Collected data entries
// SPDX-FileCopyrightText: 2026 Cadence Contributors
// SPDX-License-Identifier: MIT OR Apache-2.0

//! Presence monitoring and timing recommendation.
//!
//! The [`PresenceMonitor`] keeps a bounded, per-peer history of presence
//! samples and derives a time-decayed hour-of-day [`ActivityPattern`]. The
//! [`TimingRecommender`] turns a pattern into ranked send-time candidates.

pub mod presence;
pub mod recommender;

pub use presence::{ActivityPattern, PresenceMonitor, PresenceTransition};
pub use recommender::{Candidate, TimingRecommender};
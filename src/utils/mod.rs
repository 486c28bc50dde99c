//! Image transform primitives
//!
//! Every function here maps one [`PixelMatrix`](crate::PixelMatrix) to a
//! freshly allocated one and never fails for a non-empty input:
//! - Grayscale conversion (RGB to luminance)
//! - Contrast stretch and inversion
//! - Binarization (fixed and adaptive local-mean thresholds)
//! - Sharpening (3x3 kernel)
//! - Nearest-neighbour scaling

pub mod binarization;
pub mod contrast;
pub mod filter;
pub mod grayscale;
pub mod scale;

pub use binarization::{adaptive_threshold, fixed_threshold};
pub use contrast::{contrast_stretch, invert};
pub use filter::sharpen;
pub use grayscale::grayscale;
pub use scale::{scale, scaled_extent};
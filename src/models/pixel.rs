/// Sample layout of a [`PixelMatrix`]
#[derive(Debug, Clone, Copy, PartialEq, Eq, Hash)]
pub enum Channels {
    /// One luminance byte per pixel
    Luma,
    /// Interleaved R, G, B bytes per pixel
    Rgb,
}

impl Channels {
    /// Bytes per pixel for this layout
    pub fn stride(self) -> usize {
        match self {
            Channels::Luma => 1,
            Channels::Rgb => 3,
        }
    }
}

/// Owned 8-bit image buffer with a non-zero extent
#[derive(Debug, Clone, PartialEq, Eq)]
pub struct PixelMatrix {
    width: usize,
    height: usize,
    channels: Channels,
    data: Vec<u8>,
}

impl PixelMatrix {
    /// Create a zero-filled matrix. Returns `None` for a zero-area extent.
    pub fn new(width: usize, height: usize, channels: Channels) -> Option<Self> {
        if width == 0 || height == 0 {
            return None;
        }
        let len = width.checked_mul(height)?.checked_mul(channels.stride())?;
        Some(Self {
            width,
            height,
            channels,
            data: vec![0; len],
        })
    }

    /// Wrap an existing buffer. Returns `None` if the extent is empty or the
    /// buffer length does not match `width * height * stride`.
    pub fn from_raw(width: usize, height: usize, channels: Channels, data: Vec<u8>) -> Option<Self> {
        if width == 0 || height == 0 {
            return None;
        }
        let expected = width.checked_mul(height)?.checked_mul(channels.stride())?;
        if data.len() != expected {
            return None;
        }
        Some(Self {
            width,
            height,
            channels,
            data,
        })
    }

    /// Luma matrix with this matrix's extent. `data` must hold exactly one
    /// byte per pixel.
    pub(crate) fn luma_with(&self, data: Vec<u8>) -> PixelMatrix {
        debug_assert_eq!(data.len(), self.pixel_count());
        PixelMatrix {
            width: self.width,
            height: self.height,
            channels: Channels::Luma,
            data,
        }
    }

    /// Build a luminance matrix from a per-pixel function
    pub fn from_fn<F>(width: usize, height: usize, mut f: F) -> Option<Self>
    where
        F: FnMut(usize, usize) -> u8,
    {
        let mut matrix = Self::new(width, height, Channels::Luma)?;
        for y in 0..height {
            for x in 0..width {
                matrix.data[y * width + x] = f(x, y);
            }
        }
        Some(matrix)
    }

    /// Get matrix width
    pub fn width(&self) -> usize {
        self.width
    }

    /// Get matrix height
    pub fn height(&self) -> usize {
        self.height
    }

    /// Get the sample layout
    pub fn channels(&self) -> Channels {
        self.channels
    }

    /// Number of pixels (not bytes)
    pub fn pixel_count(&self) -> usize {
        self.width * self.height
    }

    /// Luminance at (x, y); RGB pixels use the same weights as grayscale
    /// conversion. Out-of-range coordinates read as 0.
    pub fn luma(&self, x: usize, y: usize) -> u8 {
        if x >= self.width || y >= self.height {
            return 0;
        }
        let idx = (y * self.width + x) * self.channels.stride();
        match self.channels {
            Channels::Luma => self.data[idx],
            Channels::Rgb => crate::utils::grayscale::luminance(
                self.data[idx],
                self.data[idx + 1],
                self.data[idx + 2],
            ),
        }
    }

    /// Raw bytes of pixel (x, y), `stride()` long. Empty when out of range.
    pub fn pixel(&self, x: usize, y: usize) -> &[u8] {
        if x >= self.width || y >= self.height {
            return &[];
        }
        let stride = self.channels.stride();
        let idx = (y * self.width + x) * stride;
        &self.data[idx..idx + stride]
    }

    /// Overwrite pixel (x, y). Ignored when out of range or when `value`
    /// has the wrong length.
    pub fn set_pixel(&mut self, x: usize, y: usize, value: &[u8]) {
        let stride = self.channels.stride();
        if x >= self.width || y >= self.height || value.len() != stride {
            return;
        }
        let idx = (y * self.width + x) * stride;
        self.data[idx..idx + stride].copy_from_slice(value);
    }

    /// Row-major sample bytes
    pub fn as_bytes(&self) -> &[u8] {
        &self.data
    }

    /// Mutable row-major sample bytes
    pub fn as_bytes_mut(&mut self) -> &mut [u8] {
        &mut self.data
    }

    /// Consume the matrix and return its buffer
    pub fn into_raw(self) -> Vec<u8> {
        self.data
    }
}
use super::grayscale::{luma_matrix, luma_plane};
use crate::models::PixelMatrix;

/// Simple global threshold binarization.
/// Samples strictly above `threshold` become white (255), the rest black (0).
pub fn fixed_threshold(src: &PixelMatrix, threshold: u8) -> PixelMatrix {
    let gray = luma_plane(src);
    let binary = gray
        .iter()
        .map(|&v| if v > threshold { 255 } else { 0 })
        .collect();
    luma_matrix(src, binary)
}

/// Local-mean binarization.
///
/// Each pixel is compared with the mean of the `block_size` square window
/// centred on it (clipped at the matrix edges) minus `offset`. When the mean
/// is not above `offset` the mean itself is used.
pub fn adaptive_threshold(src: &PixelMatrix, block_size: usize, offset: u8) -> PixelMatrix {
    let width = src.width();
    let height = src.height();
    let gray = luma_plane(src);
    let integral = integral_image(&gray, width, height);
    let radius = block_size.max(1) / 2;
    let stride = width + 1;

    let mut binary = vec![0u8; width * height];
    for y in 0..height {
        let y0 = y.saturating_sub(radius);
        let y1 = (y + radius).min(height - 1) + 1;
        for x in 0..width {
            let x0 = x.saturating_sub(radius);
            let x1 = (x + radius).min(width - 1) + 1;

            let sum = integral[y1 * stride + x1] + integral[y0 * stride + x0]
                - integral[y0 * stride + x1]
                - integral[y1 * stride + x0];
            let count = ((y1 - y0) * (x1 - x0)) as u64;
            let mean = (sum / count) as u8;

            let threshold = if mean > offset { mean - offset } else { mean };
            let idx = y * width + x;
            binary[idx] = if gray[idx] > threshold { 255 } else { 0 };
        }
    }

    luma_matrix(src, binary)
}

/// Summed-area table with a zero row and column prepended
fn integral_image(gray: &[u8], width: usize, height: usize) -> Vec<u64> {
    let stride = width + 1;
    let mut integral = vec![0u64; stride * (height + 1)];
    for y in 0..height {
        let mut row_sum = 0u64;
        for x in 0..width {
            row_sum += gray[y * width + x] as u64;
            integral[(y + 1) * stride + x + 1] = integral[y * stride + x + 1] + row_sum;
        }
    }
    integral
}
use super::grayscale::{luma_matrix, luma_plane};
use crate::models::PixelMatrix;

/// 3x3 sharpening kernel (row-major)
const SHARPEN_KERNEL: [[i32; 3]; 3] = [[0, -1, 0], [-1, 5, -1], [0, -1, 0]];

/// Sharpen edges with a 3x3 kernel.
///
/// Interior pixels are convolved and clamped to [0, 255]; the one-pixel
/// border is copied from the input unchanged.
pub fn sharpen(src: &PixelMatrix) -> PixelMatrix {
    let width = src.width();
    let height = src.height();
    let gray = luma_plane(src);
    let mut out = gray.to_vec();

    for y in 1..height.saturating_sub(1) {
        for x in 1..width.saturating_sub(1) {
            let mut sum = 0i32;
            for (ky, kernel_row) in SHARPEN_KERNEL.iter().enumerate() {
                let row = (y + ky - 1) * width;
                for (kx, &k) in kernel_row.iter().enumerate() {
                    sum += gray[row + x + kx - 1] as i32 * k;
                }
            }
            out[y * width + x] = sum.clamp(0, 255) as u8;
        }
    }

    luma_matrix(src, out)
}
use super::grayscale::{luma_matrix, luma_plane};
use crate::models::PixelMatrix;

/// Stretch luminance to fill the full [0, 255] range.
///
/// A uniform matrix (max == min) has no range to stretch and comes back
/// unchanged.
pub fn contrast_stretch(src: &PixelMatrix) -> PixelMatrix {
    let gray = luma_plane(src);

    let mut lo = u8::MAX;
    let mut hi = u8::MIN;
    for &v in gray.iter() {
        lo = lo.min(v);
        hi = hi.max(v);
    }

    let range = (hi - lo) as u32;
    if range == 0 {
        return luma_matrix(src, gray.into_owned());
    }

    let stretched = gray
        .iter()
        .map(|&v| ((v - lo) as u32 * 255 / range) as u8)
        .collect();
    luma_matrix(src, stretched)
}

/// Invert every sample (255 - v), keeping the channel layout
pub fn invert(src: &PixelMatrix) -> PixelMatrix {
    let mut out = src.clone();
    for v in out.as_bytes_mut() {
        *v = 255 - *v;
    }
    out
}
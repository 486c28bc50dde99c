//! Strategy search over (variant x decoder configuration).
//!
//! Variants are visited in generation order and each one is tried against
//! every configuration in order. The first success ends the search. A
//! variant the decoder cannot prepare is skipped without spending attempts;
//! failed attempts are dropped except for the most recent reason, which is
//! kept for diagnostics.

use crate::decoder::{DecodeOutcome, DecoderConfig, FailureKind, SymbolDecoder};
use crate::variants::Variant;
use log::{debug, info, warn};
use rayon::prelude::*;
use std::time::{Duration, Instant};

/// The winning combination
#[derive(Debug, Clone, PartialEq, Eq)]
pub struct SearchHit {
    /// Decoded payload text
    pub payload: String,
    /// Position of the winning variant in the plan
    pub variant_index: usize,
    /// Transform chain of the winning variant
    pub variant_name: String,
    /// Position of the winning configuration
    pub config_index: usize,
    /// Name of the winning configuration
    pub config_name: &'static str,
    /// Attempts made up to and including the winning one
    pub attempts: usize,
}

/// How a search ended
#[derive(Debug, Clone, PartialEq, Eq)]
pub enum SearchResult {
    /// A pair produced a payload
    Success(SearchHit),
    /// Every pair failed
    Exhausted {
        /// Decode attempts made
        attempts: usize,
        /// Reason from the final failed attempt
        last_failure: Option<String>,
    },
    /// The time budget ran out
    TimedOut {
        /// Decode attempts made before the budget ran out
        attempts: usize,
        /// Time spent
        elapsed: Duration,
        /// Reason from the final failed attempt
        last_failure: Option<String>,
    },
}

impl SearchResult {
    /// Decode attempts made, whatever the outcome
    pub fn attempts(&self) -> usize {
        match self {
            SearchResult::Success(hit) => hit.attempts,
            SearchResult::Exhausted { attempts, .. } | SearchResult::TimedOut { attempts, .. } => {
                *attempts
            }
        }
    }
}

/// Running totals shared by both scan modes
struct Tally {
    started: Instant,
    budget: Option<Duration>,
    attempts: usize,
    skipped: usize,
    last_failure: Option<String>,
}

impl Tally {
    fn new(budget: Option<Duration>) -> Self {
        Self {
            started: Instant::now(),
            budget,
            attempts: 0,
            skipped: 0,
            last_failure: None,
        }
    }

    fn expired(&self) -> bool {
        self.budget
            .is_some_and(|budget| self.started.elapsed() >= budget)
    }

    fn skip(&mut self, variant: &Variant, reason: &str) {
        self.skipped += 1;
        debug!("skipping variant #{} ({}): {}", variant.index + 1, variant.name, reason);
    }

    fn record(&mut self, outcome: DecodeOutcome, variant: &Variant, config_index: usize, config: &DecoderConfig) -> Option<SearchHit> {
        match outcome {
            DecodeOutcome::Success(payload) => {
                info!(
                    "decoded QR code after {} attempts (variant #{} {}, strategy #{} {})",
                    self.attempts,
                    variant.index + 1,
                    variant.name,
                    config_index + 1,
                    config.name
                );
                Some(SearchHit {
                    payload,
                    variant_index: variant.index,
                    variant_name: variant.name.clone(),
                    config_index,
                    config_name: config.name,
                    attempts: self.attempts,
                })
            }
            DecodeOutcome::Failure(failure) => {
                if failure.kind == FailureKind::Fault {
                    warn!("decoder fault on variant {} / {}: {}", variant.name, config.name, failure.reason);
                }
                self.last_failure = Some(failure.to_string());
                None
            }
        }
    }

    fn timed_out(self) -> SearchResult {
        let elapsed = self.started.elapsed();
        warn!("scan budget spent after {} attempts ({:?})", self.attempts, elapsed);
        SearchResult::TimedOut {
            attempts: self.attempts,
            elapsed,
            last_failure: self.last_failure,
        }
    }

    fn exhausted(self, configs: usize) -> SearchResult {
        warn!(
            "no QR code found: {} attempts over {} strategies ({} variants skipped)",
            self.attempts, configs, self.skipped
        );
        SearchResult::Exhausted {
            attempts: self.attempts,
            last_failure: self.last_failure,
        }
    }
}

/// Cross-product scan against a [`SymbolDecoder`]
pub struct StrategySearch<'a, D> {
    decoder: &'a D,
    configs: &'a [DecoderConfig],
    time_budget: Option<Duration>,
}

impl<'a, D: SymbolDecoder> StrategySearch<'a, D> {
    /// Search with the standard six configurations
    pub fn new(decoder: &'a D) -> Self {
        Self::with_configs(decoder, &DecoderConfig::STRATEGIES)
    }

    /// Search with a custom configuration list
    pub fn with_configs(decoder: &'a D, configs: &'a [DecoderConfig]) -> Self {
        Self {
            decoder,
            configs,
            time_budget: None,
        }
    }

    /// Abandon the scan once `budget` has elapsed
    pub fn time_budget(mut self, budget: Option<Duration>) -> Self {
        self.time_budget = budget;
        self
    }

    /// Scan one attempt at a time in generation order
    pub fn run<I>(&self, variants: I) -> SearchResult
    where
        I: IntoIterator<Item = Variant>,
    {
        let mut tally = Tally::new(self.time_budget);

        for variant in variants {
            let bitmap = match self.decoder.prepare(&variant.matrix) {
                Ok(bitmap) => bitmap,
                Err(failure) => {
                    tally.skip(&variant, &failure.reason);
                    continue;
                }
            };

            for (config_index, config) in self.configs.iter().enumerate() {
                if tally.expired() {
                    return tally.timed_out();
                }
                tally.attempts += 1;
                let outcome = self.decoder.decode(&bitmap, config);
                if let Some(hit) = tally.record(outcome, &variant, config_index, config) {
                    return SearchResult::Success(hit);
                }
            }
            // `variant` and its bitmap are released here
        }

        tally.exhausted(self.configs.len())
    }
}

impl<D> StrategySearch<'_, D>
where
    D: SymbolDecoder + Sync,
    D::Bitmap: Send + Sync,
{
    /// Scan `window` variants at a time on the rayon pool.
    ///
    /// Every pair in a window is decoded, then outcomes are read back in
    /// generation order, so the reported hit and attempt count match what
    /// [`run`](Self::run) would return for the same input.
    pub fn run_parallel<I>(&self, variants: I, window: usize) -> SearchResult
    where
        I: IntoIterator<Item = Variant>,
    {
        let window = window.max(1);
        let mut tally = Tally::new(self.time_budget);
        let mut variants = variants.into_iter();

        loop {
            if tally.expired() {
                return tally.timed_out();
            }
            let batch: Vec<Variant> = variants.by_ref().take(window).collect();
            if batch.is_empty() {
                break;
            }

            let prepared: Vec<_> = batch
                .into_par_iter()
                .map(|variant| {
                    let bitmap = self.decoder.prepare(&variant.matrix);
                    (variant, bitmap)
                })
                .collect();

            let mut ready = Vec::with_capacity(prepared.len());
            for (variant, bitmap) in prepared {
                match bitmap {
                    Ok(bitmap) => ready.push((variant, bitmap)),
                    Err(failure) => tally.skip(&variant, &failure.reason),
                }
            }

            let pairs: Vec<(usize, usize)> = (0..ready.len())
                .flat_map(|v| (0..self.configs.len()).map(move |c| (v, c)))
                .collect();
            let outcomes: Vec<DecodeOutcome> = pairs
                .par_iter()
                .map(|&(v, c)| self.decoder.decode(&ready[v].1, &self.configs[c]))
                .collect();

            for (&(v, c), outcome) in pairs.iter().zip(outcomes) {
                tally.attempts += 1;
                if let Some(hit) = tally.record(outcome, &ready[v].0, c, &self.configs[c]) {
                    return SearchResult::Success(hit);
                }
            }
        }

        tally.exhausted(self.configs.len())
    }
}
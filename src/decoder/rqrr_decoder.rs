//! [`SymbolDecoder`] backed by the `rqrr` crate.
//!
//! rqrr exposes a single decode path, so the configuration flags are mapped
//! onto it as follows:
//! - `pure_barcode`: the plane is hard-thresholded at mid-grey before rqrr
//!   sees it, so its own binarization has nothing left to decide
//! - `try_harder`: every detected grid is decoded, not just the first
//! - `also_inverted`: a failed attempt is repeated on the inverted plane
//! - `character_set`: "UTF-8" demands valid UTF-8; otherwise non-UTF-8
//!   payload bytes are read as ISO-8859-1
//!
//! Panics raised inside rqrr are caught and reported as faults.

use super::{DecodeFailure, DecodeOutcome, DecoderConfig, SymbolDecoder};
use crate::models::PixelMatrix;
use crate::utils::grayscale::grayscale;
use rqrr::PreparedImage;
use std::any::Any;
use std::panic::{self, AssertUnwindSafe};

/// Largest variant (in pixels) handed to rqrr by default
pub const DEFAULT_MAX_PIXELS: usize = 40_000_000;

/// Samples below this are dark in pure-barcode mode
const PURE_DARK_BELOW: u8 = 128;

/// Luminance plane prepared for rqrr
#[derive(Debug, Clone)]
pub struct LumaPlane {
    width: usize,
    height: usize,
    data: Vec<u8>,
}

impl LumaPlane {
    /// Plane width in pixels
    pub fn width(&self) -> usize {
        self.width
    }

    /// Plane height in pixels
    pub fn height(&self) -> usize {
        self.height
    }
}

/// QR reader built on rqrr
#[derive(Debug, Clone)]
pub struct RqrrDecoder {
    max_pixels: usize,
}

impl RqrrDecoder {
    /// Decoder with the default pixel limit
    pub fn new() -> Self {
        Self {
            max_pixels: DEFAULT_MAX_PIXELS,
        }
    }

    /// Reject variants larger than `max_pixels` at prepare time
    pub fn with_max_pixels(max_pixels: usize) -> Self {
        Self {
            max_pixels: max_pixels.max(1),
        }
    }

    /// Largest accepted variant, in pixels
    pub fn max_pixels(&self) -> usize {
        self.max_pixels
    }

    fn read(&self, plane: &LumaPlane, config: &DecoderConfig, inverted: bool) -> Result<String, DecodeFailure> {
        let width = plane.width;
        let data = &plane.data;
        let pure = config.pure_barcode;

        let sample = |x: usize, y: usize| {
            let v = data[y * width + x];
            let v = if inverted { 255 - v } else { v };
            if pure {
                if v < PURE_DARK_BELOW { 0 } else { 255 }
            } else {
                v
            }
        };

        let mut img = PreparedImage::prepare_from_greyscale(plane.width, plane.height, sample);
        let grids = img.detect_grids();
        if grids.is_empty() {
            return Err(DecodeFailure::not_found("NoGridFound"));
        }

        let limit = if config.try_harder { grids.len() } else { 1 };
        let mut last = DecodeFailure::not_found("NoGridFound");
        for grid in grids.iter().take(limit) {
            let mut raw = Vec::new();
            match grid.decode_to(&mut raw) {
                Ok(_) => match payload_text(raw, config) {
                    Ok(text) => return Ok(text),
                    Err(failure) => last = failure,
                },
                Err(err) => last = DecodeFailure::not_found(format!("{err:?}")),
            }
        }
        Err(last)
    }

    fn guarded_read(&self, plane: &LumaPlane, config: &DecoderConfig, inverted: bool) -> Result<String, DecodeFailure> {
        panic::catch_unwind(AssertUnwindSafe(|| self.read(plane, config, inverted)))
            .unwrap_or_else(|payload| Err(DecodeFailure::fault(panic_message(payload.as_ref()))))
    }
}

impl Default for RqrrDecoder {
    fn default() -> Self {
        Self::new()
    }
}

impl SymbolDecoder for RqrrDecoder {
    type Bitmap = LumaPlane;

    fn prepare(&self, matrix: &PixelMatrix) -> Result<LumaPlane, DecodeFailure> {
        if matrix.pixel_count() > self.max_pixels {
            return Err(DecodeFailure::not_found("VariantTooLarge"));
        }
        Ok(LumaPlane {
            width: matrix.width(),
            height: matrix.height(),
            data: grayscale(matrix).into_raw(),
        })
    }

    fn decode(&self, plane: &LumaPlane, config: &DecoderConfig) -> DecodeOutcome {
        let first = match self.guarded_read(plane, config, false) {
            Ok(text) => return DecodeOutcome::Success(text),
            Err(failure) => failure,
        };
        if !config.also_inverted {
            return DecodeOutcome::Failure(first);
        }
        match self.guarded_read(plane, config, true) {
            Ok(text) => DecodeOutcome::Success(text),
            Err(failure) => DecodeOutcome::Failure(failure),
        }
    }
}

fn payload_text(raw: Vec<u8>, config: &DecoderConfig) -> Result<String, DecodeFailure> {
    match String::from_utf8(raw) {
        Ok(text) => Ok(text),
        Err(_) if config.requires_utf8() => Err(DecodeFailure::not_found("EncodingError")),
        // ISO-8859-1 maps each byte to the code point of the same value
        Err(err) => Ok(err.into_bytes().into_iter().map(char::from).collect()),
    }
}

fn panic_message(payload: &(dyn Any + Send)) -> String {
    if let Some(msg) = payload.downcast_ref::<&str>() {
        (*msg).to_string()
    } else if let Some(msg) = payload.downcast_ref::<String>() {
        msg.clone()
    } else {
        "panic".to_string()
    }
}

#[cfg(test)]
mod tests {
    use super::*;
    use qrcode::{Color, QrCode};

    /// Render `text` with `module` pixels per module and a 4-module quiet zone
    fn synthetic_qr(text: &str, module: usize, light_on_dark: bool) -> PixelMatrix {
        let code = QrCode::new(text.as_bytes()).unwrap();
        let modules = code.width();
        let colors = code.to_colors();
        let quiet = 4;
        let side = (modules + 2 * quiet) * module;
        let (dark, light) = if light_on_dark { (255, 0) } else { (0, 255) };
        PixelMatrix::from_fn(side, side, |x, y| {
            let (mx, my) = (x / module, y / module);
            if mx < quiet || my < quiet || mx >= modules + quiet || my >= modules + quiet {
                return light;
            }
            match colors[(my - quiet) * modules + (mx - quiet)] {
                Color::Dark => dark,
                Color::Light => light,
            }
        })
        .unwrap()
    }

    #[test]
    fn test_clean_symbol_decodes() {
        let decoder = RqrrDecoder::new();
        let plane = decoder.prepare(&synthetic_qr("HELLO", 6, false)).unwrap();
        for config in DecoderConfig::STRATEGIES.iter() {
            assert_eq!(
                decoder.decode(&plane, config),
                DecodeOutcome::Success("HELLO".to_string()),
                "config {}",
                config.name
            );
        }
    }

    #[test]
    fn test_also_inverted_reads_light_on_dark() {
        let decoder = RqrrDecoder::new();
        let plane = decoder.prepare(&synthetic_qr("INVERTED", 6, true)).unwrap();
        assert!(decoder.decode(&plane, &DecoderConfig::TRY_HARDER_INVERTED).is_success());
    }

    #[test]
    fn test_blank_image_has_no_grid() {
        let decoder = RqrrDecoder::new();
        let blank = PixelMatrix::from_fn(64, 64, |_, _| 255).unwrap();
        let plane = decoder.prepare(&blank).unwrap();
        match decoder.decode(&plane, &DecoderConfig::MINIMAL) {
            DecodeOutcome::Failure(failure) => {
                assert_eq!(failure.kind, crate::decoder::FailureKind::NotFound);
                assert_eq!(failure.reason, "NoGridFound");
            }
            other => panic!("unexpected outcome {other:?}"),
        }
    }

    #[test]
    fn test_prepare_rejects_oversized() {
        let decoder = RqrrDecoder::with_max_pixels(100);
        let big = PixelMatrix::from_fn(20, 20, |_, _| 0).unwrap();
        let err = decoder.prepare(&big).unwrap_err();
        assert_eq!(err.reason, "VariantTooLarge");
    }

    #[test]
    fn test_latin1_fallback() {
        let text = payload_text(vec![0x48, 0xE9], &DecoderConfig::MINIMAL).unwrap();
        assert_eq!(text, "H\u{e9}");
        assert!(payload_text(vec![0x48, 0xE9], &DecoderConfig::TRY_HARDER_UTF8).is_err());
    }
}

▶ _TASK DIRECTIONS_
Copy out the data above word for word, starting at its first line and ending with the line that contains "samples and derives".

▶ _ANSWER TO THIS EXERCISE_
// SPDX-FileCopyrightText: 2026 Cadence Contributors
// SPDX-License-Identifier: MIT OR Apache-2.0

//! Presence monitoring and timing recommendation.
//!
//! The [`PresenceMonitor`] keeps a bounded, per-peer history of presence
//! samples and derives a time-decayed hour-of-day [`ActivityPattern`]. The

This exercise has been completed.